Periodic dynamics in superconductors induced by an impulsive optical quench

TL;DR

This paper explains long-lived oscillations in photoexcited superconductors as a result of parametric generation of plasmon pairs, providing a new framework to understand light-induced superconducting phenomena beyond static explanations.

Contribution

It introduces a Floquet-based theory for bi-plasmon oscillations induced by impulsive optical quenches in superconductors, highlighting their persistence above the transition temperature.

Findings

Long-lived oscillations arise from parametric plasmon pair generation.

Bi-plasmon response can persist above the superconducting transition.

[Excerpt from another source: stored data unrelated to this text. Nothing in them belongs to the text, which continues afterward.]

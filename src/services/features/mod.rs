//! Feature engineering over rate histories.
//!
//! Turns a sequence of daily rates into the four-feature vectors the trend
//! classifier is trained and queried on.

pub mod momentum;

pub use momentum::{momentum_oscillator, DEFAULT_MOMENTUM_PERIOD, NEUTRAL_MOMENTUM};

use crate::types::{FeatureVector, TrainingPair};

/// Trailing window for the change statistics.
pub const DEFAULT_WINDOW: usize = 5;

/// Observations used to build an inference vector.
pub const INFERENCE_OBSERVATIONS: usize = 7;

/// Relative step changes `(r[i] - r[i-1]) / r[i-1]`.
pub fn relative_changes(rates: &[f64]) -> Vec<f64> {
    rates
        .windows(2)
        .map(|pair| (pair[1] - pair[0]) / pair[0])
        .collect()
}

/// Arithmetic mean; 0.0 for an empty slice.
pub fn mean(values: &[f64]) -> f64 {
    if values.is_empty() {
        return 0.0;
    }
    values.iter().sum::<f64>() / values.len() as f64
}

/// Population standard deviation; 0.0 with fewer than two values.
pub fn population_std(values: &[f64]) -> f64 {
    if values.len() < 2 {
        return 0.0;
    }
    let m = mean(values);
    let variance = values.iter().map(|v| (v - m).powi(2)).sum::<f64>() / values.len() as f64;
    variance.sqrt()
}

/// Features for predicting the rate at index `i`, using only `rates[..i]`.
///
/// Requires `1 <= window <= i <= rates.len()`. `i == rates.len()` describes
/// the not-yet-observed next day.
fn features_at(rates: &[f64], i: usize, window: usize) -> FeatureVector {
    let window_rates = &rates[i - window..i];

    let delta_prev = if i >= 2 {
        (rates[i - 1] - rates[i - 2]) / rates[i - 2]
    } else {
        0.0
    };

    let changes = relative_changes(window_rates);

    FeatureVector {
        delta_prev,
        delta_ma: mean(&changes),
        volatility: population_std(&changes),
        momentum: momentum_oscillator(&rates[..i], DEFAULT_MOMENTUM_PERIOD),
    }
}

/// Supervised pairs for every index from `window` to the end of `rates`.
///
/// Label is 1 when the rate at the index exceeds the previous one. Empty
/// when `rates` has fewer than `window + 1` values.
pub fn build_training_pairs(rates: &[f64], window: usize) -> Vec<TrainingPair> {
    if window == 0 || rates.len() < window + 1 {
        return Vec::new();
    }

    (window..rates.len())
        .map(|i| TrainingPair {
            features: features_at(rates, i, window),
            label: u8::from(rates[i] > rates[i - 1]),
        })
        .collect()
}

/// One feature vector describing the day after the most recent observation.
///
/// Only the last [`INFERENCE_OBSERVATIONS`] rates are considered. Returns
/// `None` when fewer than `window + 1` of them are available.
pub fn build_inference_vector(rates: &[f64], window: usize) -> Option<FeatureVector> {
    let recent = &rates[rates.len().saturating_sub(INFERENCE_OBSERVATIONS)..];
    if window == 0 || recent.len() < window + 1 {
        return None;
    }
    Some(features_at(recent, recent.len(), window))
}
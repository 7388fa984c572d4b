use crate::error::{FxError, Result};
use crate::services::classifier::{model_output, ModelLoader};
use crate::services::features::{build_inference_vector, DEFAULT_WINDOW};
use crate::services::RateSeriesLoader;
use crate::types::{FeatureVector, ModelOutput, TrendKind, TrendVerdict};
use chrono::{Local, NaiveDate};
use std::sync::Arc;
use tracing::{info, warn};

/// Observations required before a verdict is attempted.
pub const MIN_OBSERVATIONS: usize = 7;

/// Below this raw confidence the verdict is forced to "down".
const LOW_CONFIDENCE: f64 = 0.40;
/// Above this raw confidence the classifier's class is kept.
const HIGH_CONFIDENCE: f64 = 0.60;

const OVERBOUGHT: f64 = 70.0;
const OVERSOLD: f64 = 30.0;
const LOW_VOLATILITY: f64 = 0.004;
const HIGH_VOLATILITY: f64 = 0.012;

fn round1(value: f64) -> f64 {
    (value * 10.0).round() / 10.0
}

/// Explanatory clauses derived from the features alone.
fn explain(features: &FeatureVector) -> Vec<&'static str> {
    let mut clauses = Vec::new();

    if features.delta_prev > 0.0 {
        clauses.push("rose yesterday");
    } else if features.delta_prev < 0.0 {
        clauses.push("fell yesterday");
    }

    if features.momentum > OVERBOUGHT {
        clauses.push("momentum > 70: overbought");
    } else if features.momentum < OVERSOLD {
        clauses.push("momentum < 30: oversold");
    }

    if features.volatility < LOW_VOLATILITY {
        clauses.push("low volatility");
    } else if features.volatility > HIGH_VOLATILITY {
        clauses.push("high volatility");
    }

    clauses
}

/// Turn a raw classifier answer into a three-bucket verdict.
///
/// - raw < 0.40: "down" whatever the predicted class, confidence `(0.5 - raw) * 200`
/// - raw > 0.60: predicted class, confidence `raw * 100`
/// - otherwise (bounds included): inconclusive, confidence `(0.5 - |raw - 0.5|) * 200`
///
/// Confidence is rounded to one decimal place.
pub fn interpret(output: ModelOutput, features: &FeatureVector) -> TrendVerdict {
    let raw = output.raw_confidence;

    let (kind, confidence, tag) = if raw < LOW_CONFIDENCE {
        (TrendKind::Down, (0.5 - raw) * 200.0, "weak downward signal")
    } else if raw > HIGH_CONFIDENCE {
        (output.class, raw * 100.0, "clear signal")
    } else {
        return TrendVerdict {
            kind: TrendKind::Inconclusive,
            confidence: round1((0.5 - (raw - 0.5).abs()) * 200.0),
            rationale: "conflicting trend/volatility factors".to_string(),
        };
    };

    let clauses = explain(features);
    let detail = if clauses.is_empty() {
        "neutral factors".to_string()
    } else {
        clauses.join(", ")
    };

    TrendVerdict {
        kind,
        confidence: round1(confidence),
        rationale: format!("{} ({})", tag, detail),
    }
}

/// Produces trend verdicts for a currency from recent history and a
/// classifier artifact.
pub struct TrendClassifier {
    loader: Arc<RateSeriesLoader>,
    model: Arc<dyn ModelLoader>,
    lookback_days: i64,
}

impl TrendClassifier {
    pub fn new(loader: Arc<RateSeriesLoader>, model: Arc<dyn ModelLoader>, lookback_days: i64) -> Self {
        Self {
            loader,
            model,
            lookback_days,
        }
    }

    /// Verdict for the next business day after today.
    pub async fn predict(&self, currency: &str) -> Result<Option<TrendVerdict>> {
        self.predict_as_of(currency, Local::now().date_naive()).await
    }

    /// Verdict using history up to and including `as_of`.
    ///
    /// `Ok(None)` means no verdict: the model is unavailable, the history is
    /// too short, or the model answered outside its contract.
    pub async fn predict_as_of(
        &self,
        currency: &str,
        as_of: NaiveDate,
    ) -> Result<Option<TrendVerdict>> {
        // Loaded fresh on every call.
        let model = match self.model.load() {
            Ok(model) => model,
            Err(e) => {
                warn!("No verdict for {}: {}", currency, e);
                return Ok(None);
            }
        };

        let series = self.loader.recent(currency, as_of, self.lookback_days).await?;
        if series.len() < MIN_OBSERVATIONS {
            let reason = FxError::InsufficientHistory {
                required: MIN_OBSERVATIONS,
                available: series.len(),
            };
            info!("No verdict for {}: {}", series.currency, reason);
            return Ok(None);
        }

        let Some(features) = build_inference_vector(&series.rates(), DEFAULT_WINDOW) else {
            return Ok(None);
        };

        let Some(output) = model_output(model.as_ref(), &features) else {
            warn!("Classifier answered outside its contract for {}", series.currency);
            return Ok(None);
        };

        let verdict = interpret(output, &features);
        info!(
            "{} verdict: {} ({:.1}%)",
            series.currency, verdict.kind, verdict.confidence
        );
        Ok(Some(verdict))
    }
}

Predicted oscillations are detectable with current experimental techniques.

Abstract

A number of experiments have evidenced signatures of enhanced superconducting correlations after photoexcitation. Initially, these experiments were interpreted as resulting from quasi-static changes in the Hamiltonian parameters, for example, due to lattice deformations or melting of competing phases. Yet, several recent observations indicate that these conjectures are either incorrect or do not capture all the observed phenomena, which include reflectivity exceeding unity, large shifts of Josephson plasmon edges, and appearance of new peaks in terahertz reflectivity. These observations can be explained from the perspective of a Floquet theory involving a periodic drive of system parameters, but the origin of the underlying oscillations remains unclear. In this paper, we demonstrate that following incoherent photoexcitation, long-lived oscillations are generally expected in superconductors with low-energy Josephson plasmons, such as in cuprates or fullerene superconductor K$_3$C$_{60}$. These oscillations arise from the parametric generation of plasmon pairs due to pump-induced perturbation of the superconducting order parameter. We show that this bi-plasmon response can persist even above the transition temperature as long as strong superconducting fluctuations are present. Our analysis offers a robust framework to understand light-induced superconducting behavior, and the predicted bi-plasmon oscillations can be directly detected using available experimental techniques.